Indiana Harbor Belt R.R. Co. v. American Cyanamid Co. case brief

Indiana Harbor Belt R.R. Co. v. American Cyanamid Co. case brief
Facts: Cyanamid is a manufacturer of chemicals including acrylonitrile, which is a chemical used in large quantities for making acrylic fibers, plastics, dyes, chemicals, etc. The company loaded up a railroad tank with 20k gallons and sent it on its way to Blue Island yard. While there, several employees noticed fluid gushing from bottom of the outlet of the car; the lid on the outlet was broken. After two hours, supervisor of equipment stopped the leak; no one knew how much leaked but they thought it was a lot and were worried that it was flammable because of a low temperature. Plus worries of toxicity and cancer being caused. Yard was evacuated for a few hours and they discovered that only a quarter of the chemical had leaked but still they had concerns. They were ordered to take decontamination measures which it sought to recover from Cyanamid in this suit. It was two counts, one for negligence and one for strict liability because shipping chemical in bulk is an abnormally dangerous activity that they are responsible for. Plaintiff won in trial. 

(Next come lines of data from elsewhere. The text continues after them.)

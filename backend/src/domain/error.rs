//! Domain-level error type.
//!
//! Transport agnostic: inbound adapters map [`Error`] to HTTP responses; the
//! domain only deals in stable codes and human-readable messages.

use serde::{Deserialize, Serialize};
use serde_json::Value;
use utoipa::ToSchema;

/// Stable machine-readable error code describing the failure category.
#[derive(Debug, Clone, Copy, PartialEq, Eq, Hash, Serialize, Deserialize, ToSchema)]
#[non_exhaustive]
#[serde(rename_all = "snake_case")]
pub enum ErrorCode {
    /// The request is malformed or fails validation.
    InvalidRequest,
    /// Authentication failed or is missing.
    Unauthorized,
    /// The requested resource does not exist.
    NotFound,
    /// A uniqueness race or conflicting concurrent update.
    Conflict,
    /// A priced course was sent down the free enrollment path.
    PaymentRequired,
    /// Payment signature verification failed; terminal, not retried.
    VerificationFailed,
    /// An upstream collaborator (payment provider, storage backend) is
    /// unavailable.
    ServiceUnavailable,
    /// An unexpected error occurred inside the domain.
    InternalError,
}

/// Domain error payload.
///
/// ## Invariants
/// - `message` must be non-empty once trimmed of whitespace.
///
/// # Examples
/// ```
/// use backend::domain::{Error, ErrorCode};
///
/// let err = Error::not_found("course not found");
/// assert_eq!(err.code(), ErrorCode::NotFound);
/// ```
#[derive(Debug, Clone, PartialEq, Serialize, Deserialize, ToSchema)]
#[serde(rename_all = "camelCase")]
pub struct Error {
    #[schema(example = "invalid_request")]
    code: ErrorCode,
    #[schema(example = "Something went wrong")]
    message: String,
    #[serde(skip_serializing_if = "Option::is_none")]
    details: Option<Value>,
}

impl Error {
    /// Create a new error.
    ///
    /// # Panics
    ///
    /// Panics if `message` is empty after trimming; error messages are
    /// authored in code and an empty one is a programming error.
    pub fn new(code: ErrorCode, message: impl Into<String>) -> Self {
        let message = message.into();
        assert!(
            !message.trim().is_empty(),
            "error message must not be empty"
        );
        Self {
            code,
            message,
            details: None,
        }
    }

    /// Stable machine-readable error code.
    pub fn code(&self) -> ErrorCode {
        self.code
    }

    /// Human-readable message returned to adapters.
    pub fn message(&self) -> &str {
        self.message.as_str()
    }

    /// Supplementary error details for adapters.
    pub fn details(&self) -> Option<&Value> {
        self.details.as_ref()
    }

    /// Attach structured details to the error.
    #[must_use]
    pub fn with_details(mut self, details: Value) -> Self {
        self.details = Some(details);
        self
    }

    /// Convenience constructor for [`ErrorCode::InvalidRequest`].
    pub fn invalid_request(message: impl Into<String>) -> Self {
        Self::new(ErrorCode::InvalidRequest, message)
    }

    /// Convenience constructor for [`ErrorCode::Unauthorized`].
    pub fn unauthorized(message: impl Into<String>) -> Self {
        Self::new(ErrorCode::Unauthorized, message)
    }

    /// Convenience constructor for [`ErrorCode::NotFound`].
    pub fn not_found(message: impl Into<String>) -> Self {
        Self::new(ErrorCode::NotFound, message)
    }

    /// Convenience constructor for [`ErrorCode::Conflict`].
    pub fn conflict(message: impl Into<String>) -> Self {
        Self::new(ErrorCode::Conflict, message)
    }

    /// Convenience constructor for [`ErrorCode::PaymentRequired`].
    pub fn payment_required(message: impl Into<String>) -> Self {
        Self::new(ErrorCode::PaymentRequired, message)
    }

    /// Convenience constructor for [`ErrorCode::VerificationFailed`].
    pub fn verification_failed(message: impl Into<String>) -> Self {
        Self::new(ErrorCode::VerificationFailed, message)
    }

    /// Convenience constructor for [`ErrorCode::ServiceUnavailable`].
    pub fn service_unavailable(message: impl Into<String>) -> Self {
        Self::new(ErrorCode::ServiceUnavailable, message)
    }

    /// Convenience constructor for [`ErrorCode::InternalError`].
    pub fn internal(message: impl Into<String>) -> Self {
        Self::new(ErrorCode::InternalError, message)
    }
}

impl std::fmt::Display for Error {
    fn fmt(&self, f: &mut std::fmt::Formatter<'_>) -> std::fmt::Result {
        write!(f, "{}", self.message)
    }
}

impl std::error::Error for Error {}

Decision: Reversed and remanded, verdict for defendant. 
Reasoning: There are six factors that are used to determine of strict liability should be used in a case, these factors are used to decide whether an activity is abnormally dangerous and if the actor should be strictly liable. 
Note: If there is negligence then strict liability is not necessary, you can just use negligence claims for proving your case. Strict liability is used when there is no fault but you still want to hold someone responsible for performing a dangerous activity. Point of strict liability is not to encourage people to be more careful but actually to figure out a better way to do their activities. 
Factors are: a. existence of a high degree of risk of harm, b. likelihood that the harm will be great c. inability to eliminate risk by exercise of reasonable care, d. extent to which activity is not of common usage, e. inappropriateness of the activity to place its carried out on and f. extent to which its value to community is outweighed by dangerous attributes  
Said that accidents like the one here can be prevented with due care, and a lack of care can be prevented by taking care and when a lack of care is shown, these accidents are adequately deterred by threat of liability for negligence. The court started applying the factors and decided that when you apply them, no reason to impose strict liability. Relevant activity in this case is transportation and it is the transportation company that made mistakes. 

Holding: A shipper of dangerous goods does not have a claim against a manufacturer of dangerous goods for strict liability when the factors from the restatement suggest that it was not an abnormally dangerous activity that could be done differently and where negligence was present.